On January 6, 2020, Akiyama signed a three-year, $21 million contract with the Cincinnati Reds. At the time, the Reds were the last team to have never had a Japanese-born player play for them. On July 24, 2020, Akiyama made his MLB debut. During the pandemic-shortened 2020 season, Akiyama hit .245/.357/.297 and made no defensive errors in 54 games. He was released by the Reds on April 5, 2022.

===San Diego Padres===
On April 30, 2022, Akiyama signed a minor league contract with the San Diego Padres. In 16 games for the Triple-A El Paso Chihuahuas, he batted .343/.378/.529 with three home runs and 21 runs batted in (RBIs). On June 16, Akiyama opted out of his contract and was released by the Padres organization.

===Hiroshima Toyo Carp===
On June 27, 2022, Akiyama signed a three-year contract with the Hiroshima Toyo Carp of NPB. Akiyama was given uniform number 9, which was once worn by the legendary player and former manager of the Carp, Koichi Ogata. In 2022, Akiyama played in 44 games as an outfielder and batted .265 with five home runs and 26 RBIs.

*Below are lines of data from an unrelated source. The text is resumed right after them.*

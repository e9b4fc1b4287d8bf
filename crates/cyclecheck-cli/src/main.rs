mod cli;
mod cmd;
mod error;
mod format;
mod io;
mod logging;

use clap::Parser;

pub use cli::{Cli, Command, OutputFormat, PathOrStdin};

use error::CliError;
use format::FormatterConfig;

fn main() {
    let cli = Cli::parse();
    logging::init_tracing(cli.verbose);

    if let Err(e) = run(&cli) {
        if let Some(msg) = e.message() {
            eprintln!("{msg}");
        }
        std::process::exit(e.exit_code());
    }
}

fn run(cli: &Cli) -> Result<(), CliError> {
    let config = FormatterConfig::from_flags(cli.format, cli.no_color, cli.quiet, cli.verbose);

    match &cli.command {
        Command::Check { file } => {
            let content = io::read_input(file, cli.max_file_size)?;
            cmd::check::run(&content, &config)
        }
        Command::Eval { from, to } => cmd::eval::run(from, to, &config),
        Command::Showcase => cmd::showcase::run(&config),
    }
}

On April 15, 2023, Akiyama hit a game-ending home run (Sayonara home run) in the ninth inning, giving the Carp a 5–4 win over Yakult Swallows. It was the first game-ending home run for Akiyama in almost 11 years. He played in 115 games for the Carp in 2023, hitting .274/.333/.376 with four home runs, 38 RBI, and eight stolen bases. Following the season on October 31, Akiyama underwent surgery to remove part of the lateral meniscus in his right knee.

==International career==
Akiyama represented the Japan national baseball team in the 2012 exhibition games against Cuba, 2013 exhibition games against Chinese Taipei, 2015 WBSC Premier12, 2016 exhibition games against Chinese Taipei, 2016 exhibition games against Mexico and Netherlands, 2017 World Baseball Classic and 2018 MLB Japan All-Star Series.

On October 1, 2019, Akiyama was selected to the 2019 WBSC Premier12. But on October 31, he broke his right toe due to a hit by pitch (HBP) in a practice game with Canada, and he withdrew from the 2019 WBSC Premier12.